# <center>⚡️ Quick start 🏁</center>

In [None]:
from src.feature_engineering import *

In [None]:
import warnings

warnings.filterwarnings('ignore')

## Данные

### Описание столбцов (**ОБЯЗАТЕЛЬНО ПОТРАТИТЬ НА ЭТО ВРЕМЯ**)

In [None]:
train = pd.read_csv("../data/train.csv", nrows=None, parse_dates=[])
test = pd.read_csv("../data/test.csv", parse_dates=[])

### Знакомство

In [None]:
train.head()

In [None]:
train.dtypes

In [None]:
train.isnull().sum()

### Пропуски

### Выбросы (query boxplot hist)

### Разделение

In [None]:
target_name = ''
target = train[target_name].reset_index(drop=True)
train.drop(target_name, axis=1, inplace=True)
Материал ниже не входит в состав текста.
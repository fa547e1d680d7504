//! Core domain types for the guessing game
//!
//! Pure value types with no I/O: words, per-letter feedback and the derived
//! keyboard state.

mod feedback;
mod keyboard;
mod word;

pub use feedback::{Feedback, LetterFeedback};
pub use keyboard::KeyboardState;
pub use word::{WORD_LENGTH, Word, WordError};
dataset = pd.concat([train, test], ignore_index=True)

In [None]:
train_size = train.shape[0]

## **Feature engineering**

### **GeoFeatures** (генерация признаков по ширине-долготе)

In [None]:
# Инициализируем точки интереса и радиус Имя: [(Ширина, Долгота), Радиус]
points = {}

In [None]:
dataset = add_1geo_features(dataset, 'pickup', points)
dataset.sample(3)

In [None]:
dataset = add_1geo_features(dataset, 'dropoff', points)
dataset.sample(3)

In [None]:
dataset = add_2geo_features(dataset, 'pickup', 'dropoff')
dataset.sample(3)

### **Timestamp** (обработка временных фич)

In [None]:
dataset = add_1time_features(dataset, 'pickup_datetime')
dataset.sample(3)

### ***Memory***

In [None]:
def reduce_mem_usage(df: pd.DataFrame) -> pd.DataFrame:  
    """   
    Проходит по всем столбцам DataFrame и изменяет тип данных  
    для уменьшения использования памяти.  
    """  
    start_mem = df.memory_usage().sum() / 1024**2  
    print('Memory usage of dataframe is {:.2f} MB'.format(start_mem))  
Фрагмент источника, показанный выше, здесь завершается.